Must a film be *great*? Is it not enough to feature two movie stars in a genre on life support in a full theater?
“Ticket to Paradise” stars George Clooney and Julia Roberts as a divorced couple who team up to convince their young daughter (Kaitlyn Dever) to call off her sudden engagement in Bali. Billie Lourd, Maxime Bouttier, and Lucas Bravo also star while Ol Parker directs.
For months, my friend and I have “joked” about how excited we were for “Ticket to Paradise” because in an age of superhero films and streaming services, this is a romantic comedy with two of the biggest-named actors of the last 30 years going to theaters. Forget “Top Gun: Maverick,” this was going to be the movie to save the medium. And as it turns out, the film is everything you could hope it to be, from the effortless chemistry of its leads to the completely predictable plot; “Ticket to Paradise” feels ripped right of 2003 and I am all here for it.

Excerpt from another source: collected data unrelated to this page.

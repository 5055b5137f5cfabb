// Interval aggregation: bucket time-ordered readings into calendar-aligned
// windows and reduce each bucket to per-channel count/mean/min/max.
//
// Callers must supply readings sorted ascending by timestamp; this module
// does not verify or re-sort (documented precondition).

mod interval;

pub use interval::Interval;

use std::collections::HashMap;

use chrono::{DateTime, Duration, TimeZone, Timelike, Utc};

use crate::models::{AggregateRecord, ChannelStats, Reading};

/// Aggregates readings at the interval described by `token`.
/// An unparseable token yields an empty vec, not an error; callers that need
/// to surface a user-facing error check `Interval::parse` themselves.
pub fn aggregate_by_interval(readings: &[Reading], token: &str) -> Vec<AggregateRecord> {
    match Interval::parse(token) {
        Some(interval) => aggregate(readings, interval),
        None => Vec::new(),
    }
}

/// Aggregates readings at a raw minute duration. Zero or negative minutes
/// yield an empty vec, mirroring `aggregate_by_interval` on a bad token.
pub fn aggregate_by_minutes(readings: &[Reading], minutes: i64) -> Vec<AggregateRecord> {
    match Interval::from_minutes(minutes) {
        Some(interval) => aggregate(readings, interval),
        None => Vec::new(),
    }
}

/// Aggregates readings with a pre-validated interval. One record per
/// generated bucket, ascending by bucket start, empty buckets included.
pub fn aggregate(readings: &[Reading], interval: Interval) -> Vec<AggregateRecord> {
    let Some(first) = readings.first() else {
        return Vec::new();
    };
    let Some(last) = readings.last() else {
        return Vec::new();
    };

    let start = align_to_interval(first.timestamp, interval);
    let end = last.timestamp;

    // The generated ordered list drives output order; the grouping map is
    // only a lookup table (hash iteration order is never observable here).
    let buckets: Vec<DateTime<Utc>> = bucket_starts(start, end, interval).collect();
    let grouped = group_by_interval(readings, &buckets, interval);

    buckets
        .iter()
        .map(|&bucket| match grouped.get(&bucket.timestamp_millis()) {
            Some(members) if !members.is_empty() => reduce_bucket(members, bucket),
            _ => AggregateRecord::empty(bucket),
        })
        .collect()
}

/// Start of the bucket containing `ts`.
///
/// Intervals of a day or longer align to the start of the UTC day; hour-scale
/// intervals truncate the hour-of-day to a multiple of the interval's hours;
/// sub-hour intervals truncate the minute-of-hour. Seconds and sub-second
/// components are always zeroed.
///
/// The hour/minute truncation is local to each day/hour: a 5-hour interval
/// realigns to hour 0 at every midnight, so some days end with a short
/// bucket. That restart-at-midnight behavior is kept for compatibility with
/// the existing response format.
pub fn align_to_interval(ts: DateTime<Utc>, interval: Interval) -> DateTime<Utc> {
    let minutes = interval.minutes();
    let (hour, minute) = if minutes >= 1440 {
        (0, 0)
    } else if minutes >= 60 {
        let step_hours = (minutes / 60) as u32;
        ((ts.hour() / step_hours) * step_hours, 0)
    } else {
        let step_minutes = minutes as u32;
        (ts.hour(), (ts.minute() / step_minutes) * step_minutes)
    };
    let aligned = ts
        .date_naive()
        .and_hms_opt(hour, minute, 0)
        .expect("truncated hour/minute are always in range");
    Utc.from_utc_datetime(&aligned)
}

/// Lazy sequence of bucket starts: `start`, `start + d`, ... while `<= end`.
/// Empty when `start > end`. Clone to restart.
#[derive(Debug, Clone)]
pub struct BucketStarts {
    current: DateTime<Utc>,
    end: DateTime<Utc>,
    step: Duration,
}

impl Iterator for BucketStarts {
    type Item = DateTime<Utc>;

    fn next(&mut self) -> Option<DateTime<Utc>> {
        if self.current > self.end {
            return None;
        }
        let item = self.current;
        self.current += self.step;
        Some(item)
    }
}

pub fn bucket_starts(start: DateTime<Utc>, end: DateTime<Utc>, interval: Interval) -> BucketStarts {
    BucketStarts {
        current: start,
        end,
        step: Duration::minutes(interval.minutes()),
    }
}

/// Groups readings under the bucket their aligned timestamp names, keyed by
/// bucket-start millis. Every generated bucket gets an entry, empty or not.
/// A reading whose aligned start matches no bucket (clock skew) is dropped.
fn group_by_interval<'a>(
    readings: &'a [Reading],
    buckets: &[DateTime<Utc>],
    interval: Interval,
) -> HashMap<i64, Vec<&'a Reading>> {
    let mut grouped: HashMap<i64, Vec<&Reading>> = HashMap::with_capacity(buckets.len());
    for bucket in buckets {
        grouped.insert(bucket.timestamp_millis(), Vec::new());
    }
    for reading in readings {
        let key = align_to_interval(reading.timestamp, interval).timestamp_millis();
        if let Some(members) = grouped.get_mut(&key) {
            members.push(reading);
        }
    }
    grouped
}

fn reduce_bucket(members: &[&Reading], bucket_start: DateTime<Utc>) -> AggregateRecord {
    AggregateRecord {
        timestamp: bucket_start,
        co2_ppm: channel_stats(members.iter().map(|r| r.co2_ppm)),
        temperature_c: channel_stats(members.iter().map(|r| r.temperature_c)),
        humidity_percent: channel_stats(members.iter().map(|r| r.humidity_percent)),
    }
}

/// Reduces one channel's optional values to count/mean/min/max.
/// Absent and non-finite values are both "no observation". The mean is
/// accumulated in f64 to bound error over large buckets.
pub fn channel_stats<I>(values: I) -> ChannelStats
where
    I: IntoIterator<Item = Option<f32>>,
{
    let mut count: u32 = 0;
    let mut sum: f64 = 0.0;
    let mut min = f32::INFINITY;
    let mut max = f32::NEG_INFINITY;

    for value in values.into_iter().flatten() {
        if !value.is_finite() {
            continue;
        }
        count += 1;
        sum += f64::from(value);
        min = min.min(value);
        max = max.max(value);
    }

    if count == 0 {
        return ChannelStats::no_data();
    }
    ChannelStats {
        has_data: true,
        count,
        mean: sum / f64::from(count),
        min,
        max,
    }
}
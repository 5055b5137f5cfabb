// Domain models: sensor samples and their per-bucket reductions

mod aggregate;
mod reading;

pub use aggregate::{AggregateRecord, ChannelStats};
pub use reading::Reading;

I’m a George Clooney fan, I think he can deliver genuinely great performances when he wants (“Up in the Air” being his crowning achievement) but also be funny (“Hail, Caesar!”) and help produce some great films to boot (“Argo”). Here, he and Julia Roberts aren’t doing any heavy lifting or trying to get their second acting Oscars but just having fun and asking the audience to come along for the ride. You buy them as a bickering ex couple without making them hard to root for, and all it really does is make you long for the good ole days where celebrities teamed up in these kinds of films (“How to Lose a Guy in 10 Days,” “You’ve Got Mail,” “When Harry Met Sally”).
The film looks great, set in Bali and shot in Queensland, Australia. From lush forests to the deep blue sea, yes it was in-part just an excuse for the cast to get paid to take a tropical vacation. But unlike an Adam Sandler joint, where he and his SNL buddies get a $100 million budget to hang out on a lake, the cinematography by Ole Bratt Birkeland makes the setting feel like a character itself, and there are several awe-inspiring shots and set pieces.

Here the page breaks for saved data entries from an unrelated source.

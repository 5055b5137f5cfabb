// Aggregate record: one row per time bucket, three channels reduced
// independently. Empty buckets carry has_data=false, never zeros.

use chrono::{DateTime, Utc};

/// Reduced statistics for one channel within one bucket.
///
/// When `has_data` is false, `count` is 0 and mean/min/max are meaningless.
/// When true, `count >= 1` and `min <= mean <= max`.
#[derive(Debug, Clone, Copy, PartialEq)]
pub struct ChannelStats {
    pub has_data: bool,
    pub count: u32,
    pub mean: f64,
    pub min: f32,
    pub max: f32,
}

impl ChannelStats {
    /// The "no observations" value for an empty or all-invalid channel.
    pub const fn no_data() -> Self {
        Self {
            has_data: false,
            count: 0,
            mean: 0.0,
            min: 0.0,
            max: 0.0,
        }
    }
}

impl Default for ChannelStats {
    fn default() -> Self {
        Self::no_data()
    }
}

/// One bucket's statistics across all channels, keyed by the bucket start.
#[derive(Debug, Clone, PartialEq)]
pub struct AggregateRecord {
    pub timestamp: DateTime<Utc>,
    pub co2_ppm: ChannelStats,
    pub temperature_c: ChannelStats,
    pub humidity_percent: ChannelStats,
}

impl AggregateRecord {
    /// A record for a bucket that received no readings.
    pub fn empty(timestamp: DateTime<Utc>) -> Self {
        Self {
            timestamp,
            co2_ppm: ChannelStats::no_data(),
            temperature_c: ChannelStats::no_data(),
            humidity_percent: ChannelStats::no_data(),
        }
    }
}
//! macOS keychain plumbing for identity export
//!
//! # Module Organization
//!
//! - `runner` - Invocation of the `security` utility
//! - `validation` - Path expansion and preflight checks
//! - `prompts` - Colored output macros
//! - `keychain` - Scratch keychains, search list, export and verification
//!
//! # Error Handling Strategy
//!
//! **CRITICAL I/O** - Errors propagated with `?` operator:
//!   • File operations on the bundle and its base64 rendering
//!   • Starting the `security` process
//!   • Keychain steps whose failure makes the export meaningless
//!
//! **DECORATIVE I/O** - Errors ignored with `let _ =`:
//!   • Terminal coloring and status lines
//!
//! **BEST-EFFORT CLEANUP** - Reported as warnings, never returned:
//!   • Deleting scratch keychains, restoring the search list

#[macro_use]
pub mod prompts;

pub mod keychain;
pub mod runner;
pub mod validation;

// Re-export public API
pub use keychain::{SearchListGuard, TempKeychain, verify_bundle};
pub use runner::{CommandOutput, CommandRunner, SecurityCommand, SystemRunner};
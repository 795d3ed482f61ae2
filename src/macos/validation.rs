//! Path expansion and preflight checks before touching any keychain

use super::runner::{CommandRunner, SecurityCommand};
use crate::error::{ExportError, Result};

/// Expand tilde in path, returning error if HOME is not set
///
/// # Arguments
/// * `path` - Path that may contain tilde prefix
///
/// # Returns
/// * `Ok(String)` - Expanded path
/// * `Err(ExportError::InvalidConfig)` - If tilde expansion failed
///
/// When HOME is unset, shellexpand leaves `~` unchanged; that case is
/// reported instead of silently using a relative path named `~`.
pub fn expand_tilde_path(path: &str) -> Result<String> {
    let expanded = shellexpand::tilde(path).to_string();

    if path.starts_with('~') && expanded.starts_with('~') {
        return Err(ExportError::InvalidConfig(
            "Could not expand ~ in path (HOME environment variable not set).\n\
             Please use absolute path instead."
                .to_string(),
        ));
    }

    Ok(expanded)
}

/// Check that the `security` utility can be started
pub async fn check_dependencies(runner: &dyn CommandRunner) -> Result<()> {
    match runner.run(&SecurityCommand::new("help")).await {
        Ok(_) => Ok(()),
        Err(ExportError::MissingDependency(_) | ExportError::CommandExecution(_)) => {
            Err(ExportError::MissingDependency(
                "'security' command not available.\n\
                 This tool requires macOS with the security framework."
                    .to_string(),
            ))
        }
        Err(e) => Err(e),
    }
}

/// Verify keychain is accessible
///
/// Uses `security show-keychain-info` and turns the common failures into
/// instructions for the user.
///
/// # Arguments
/// * `runner` - Executes the `security` subcommands
/// * `keychain` - Keychain name (e.g., "login.keychain")
///
/// # Returns
/// * `Ok(())` - Keychain is accessible
/// * `Err(ExportError::KeychainOperation)` - Keychain is locked, missing or unreadable
pub async fn ensure_keychain_accessible(runner: &dyn CommandRunner, keychain: &str) -> Result<()> {
    let output = runner
        .run(&SecurityCommand::new("show-keychain-info").arg(keychain))
        .await?;

    if output.success() {
        return Ok(());
    }

    let stderr = output.stderr.trim();

    if stderr.contains("locked") {
        return Err(ExportError::KeychainOperation(format!(
            "Keychain '{keychain}' is locked.\n\
             Please unlock it before exporting:\n\
             1. Open Keychain Access app\n\
             2. Right-click '{keychain}' → Unlock Keychain\n\
             3. Or run: security unlock-keychain {keychain}"
        )));
    }

    if stderr.contains("could not be found") || stderr.contains("does not exist") {
        return Err(ExportError::KeychainOperation(format!(
            "Keychain '{keychain}' not found."
        )));
    }

    Err(ExportError::KeychainOperation(format!(
        "Keychain check failed: {stderr}"
    )))
}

The film is not laugh-out-loud funny, but there are a handful of solid chuckles sprinkled throughout. Kaitlyn Dever and Billie Lourd (who last teamed up in “Booksmart”) have entertaining deadpan and party girl energy, respectively, and Clooney’s charm does wonders for even the most basic of lines. There are some pacing issues (especially leading up the film’s climax), predictability, and more faux-endings than “Return of the King,” but you don’t come to a film like this expecting a Thelma Schoonmaker-Martin Scorsese level execution in those departments.

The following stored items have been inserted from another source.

//! Colored status output macros
//!
//! All termcolor operations use `let _ =` to deliberately ignore errors.
//! Colored output is decorative. If stdout/stderr is unavailable (broken
//! pipe, no TTY), the program continues without colors.
//!
//! Call sites need `std::io::Write` and `termcolor::WriteColor` in scope.

/// Print a warning with a yellow marker to stderr
#[macro_export]
macro_rules! warn {
    ($($arg:tt)*) => {{
        let bufwtr = termcolor::BufferWriter::stderr(termcolor::ColorChoice::Auto);
        let mut buffer = bufwtr.buffer();
        let _ = buffer.set_color(termcolor::ColorSpec::new().set_fg(Some(termcolor::Color::Yellow)));
        let _ = write!(&mut buffer, "⚠️  ");
        let _ = buffer.reset();
        let _ = writeln!(&mut buffer, $($arg)*);
        let _ = bufwtr.print(&buffer);
    }};
}

/// Print an error with a red marker to stderr
#[macro_export]
macro_rules! error {
    ($($arg:tt)*) => {{
        let bufwtr = termcolor::BufferWriter::stderr(termcolor::ColorChoice::Auto);
        let mut buffer = bufwtr.buffer();
        let _ = buffer.set_color(termcolor::ColorSpec::new().set_fg(Some(termcolor::Color::Red)));
        let _ = write!(&mut buffer, "❌ ");
        let _ = buffer.reset();
        let _ = writeln!(&mut buffer, $($arg)*);
        let _ = bufwtr.print(&buffer);
    }};
}

/// Print a success message with a green marker to stdout
#[macro_export]
macro_rules! success {
    ($($arg:tt)*) => {{
        let bufwtr = termcolor::BufferWriter::stdout(termcolor::ColorChoice::Auto);
        let mut buffer = bufwtr.buffer();
        let _ = buffer.set_color(termcolor::ColorSpec::new().set_fg(Some(termcolor::Color::Green)));
        let _ = write!(&mut buffer, "✓ ");
        let _ = buffer.reset();
        let _ = writeln!(&mut buffer, $($arg)*);
        let _ = bufwtr.print(&buffer);
    }};
}
//! Scoped changes to the user keychain search list
//!
//! The search list is shared by every keychain-aware tool in the login
//! session. `security create-keychain` also appends the new keychain to it,
//! so the snapshot is taken before any keychain is created. [`SearchListGuard`]
//! puts that snapshot back, whether the export succeeded or not.

use super::temp::run_security;
use crate::error::Result;
use crate::macos::runner::{CommandRunner, SecurityCommand};
use std::io::Write;
use termcolor::WriteColor;

/// The user search list as it was before this run changed it
#[must_use = "the previous search list must be restored with SearchListGuard::restore"]
#[derive(Debug)]
pub struct SearchListGuard {
    previous: Vec<String>,
}

impl SearchListGuard {
    /// Remember the current user search list.
    ///
    /// Call this before creating any keychain: creation itself edits the list.
    ///
    /// # Returns
    /// * `Ok(SearchListGuard)` - Snapshot that must later be restored
    /// * `Err(ExportError::KeychainOperation)` - `list-keychains` failed
    pub async fn snapshot(runner: &dyn CommandRunner) -> Result<Self> {
        let previous = current_search_list(runner).await?;
        Ok(Self { previous })
    }

    /// Replace the user search list with `keychains`.
    pub async fn apply(&self, runner: &dyn CommandRunner, keychains: &[&str]) -> Result<()> {
        set_search_list(runner, keychains).await
    }

    #[must_use]
    pub fn previous(&self) -> &[String] {
        &self.previous
    }

    /// Put the remembered list back. Best effort: failures are reported.
    pub async fn restore(self, runner: &dyn CommandRunner) {
        let keychains: Vec<&str> = self.previous.iter().map(String::as_str).collect();
        match set_search_list(runner, &keychains).await {
            Ok(()) => tracing::debug!(?keychains, "Restored keychain search list"),
            Err(e) => {
                warn!("Could not restore the keychain search list: {e}");
                println!("   Restore it by hand with:");
                println!(
                    "   security list-keychains -d user -s {}",
                    self.previous.join(" ")
                );
            }
        }
    }
}

/// Read the user keychain search list
pub async fn current_search_list(runner: &dyn CommandRunner) -> Result<Vec<String>> {
    let output = run_security(
        runner,
        SecurityCommand::new("list-keychains").args(["-d", "user"]),
    )
    .await?;

    Ok(parse_keychain_list(&output.stdout))
}

async fn set_search_list(runner: &dyn CommandRunner, keychains: &[&str]) -> Result<()> {
    run_security(
        runner,
        SecurityCommand::new("list-keychains")
            .args(["-d", "user", "-s"])
            .args(keychains),
    )
    .await
    .map(|_| ())
}

/// Parse `security list-keychains` output: one quoted path per line.
#[must_use]
pub fn parse_keychain_list(stdout: &str) -> Vec<String> {
    stdout
        .lines()
        .map(|l| l.trim().trim_matches('"').to_string())
        .filter(|l| !l.is_empty())
        .collect()
}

“Ticket to Paradise” is one of those movies that you watch the trailer and say “that looks like simple fun” then you walk out saying “that was simple fun.” My mostly-full theater seemed to really enjoy themselves, with the clump of young women to my left howling a few times and a group of seniors booking an entire row as if this was their “Avengers” moment. If you want to be technical, it’s a “fine 5.” But if you factor in that this is a formerly beloved genre, playing in theaters, with big name actors attached, then it’s “solid 7.” As an objective critic I’ll meet those scores in the middle and go 6, but as I’ve said before, what is a score than simply a subjective summary of a detailed review you just read?